Final answer:
Using the Pythagorean theorem, the ground distance (AC) covered by the aerial camera suspended below a blimp is found to be 125 meters, when the camera hangs at an altitude of 115 meters with the blimp attachment being 20 meters in length.
Step-by-step explanation:
The student's question pertains to a situation involving an aerial camera suspended below a blimp, and the task is to find the ground distance covered by the camera. To solve this problem, one could consider creating a right-angled triangle, with the blimp attachment as the hypotenuse and the altitude of the blimp above the camera as one of the legs. Since the camera hangs 10 meters below the blimp and the attachment is 20 meters long, we can calculate the horizontal distance (ground distance) using the Pythagorean theorem:
- Let AB represent the altitude of the camera above ground level.
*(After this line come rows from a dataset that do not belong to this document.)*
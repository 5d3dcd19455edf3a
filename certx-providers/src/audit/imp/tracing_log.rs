use async_trait::async_trait;

use crate::{
    audit::{AuditError, AuditLog},
    common_models::audit::AuditEntry,
};

pub const AUDIT_TARGET: &str = "certx::audit";

/// Emits every entry as one structured `tracing` event on [`AUDIT_TARGET`].
#[derive(Clone, Copy, Debug, Default)]
pub struct TracingAuditLog;

#[async_trait]
impl AuditLog for TracingAuditLog {
    async fn append(&self, entry: AuditEntry) -> Result<(), AuditError> {
        let record =
            serde_json::to_string(&entry).map_err(|e| AuditError::Serialization(e.to_string()))?;

        tracing::info!(
            target: AUDIT_TARGET,
            action = %entry.action,
            resource = %entry.resource,
            actor = entry.actor.as_ref().map(|actor| actor.as_str()),
            %record,
            "audit"
        );

        Ok(())
    }
}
- Let BD be the length of the blimp attachment (20m).
- Let AC be the ground distance.
Since the camera is 10 meters below the blimp, this means AB = 125m - 10m = 115m.
Now using the Pythagorean theorem:
AB2 + AC2 = BD2
115m2 + AC2 = 20m2
AC2 = 20m2 - 115m2
Solving for AC, we find that AC = 125m.
Therefore, the ground distance from A to C that the aerial camera can cover is 125 meters.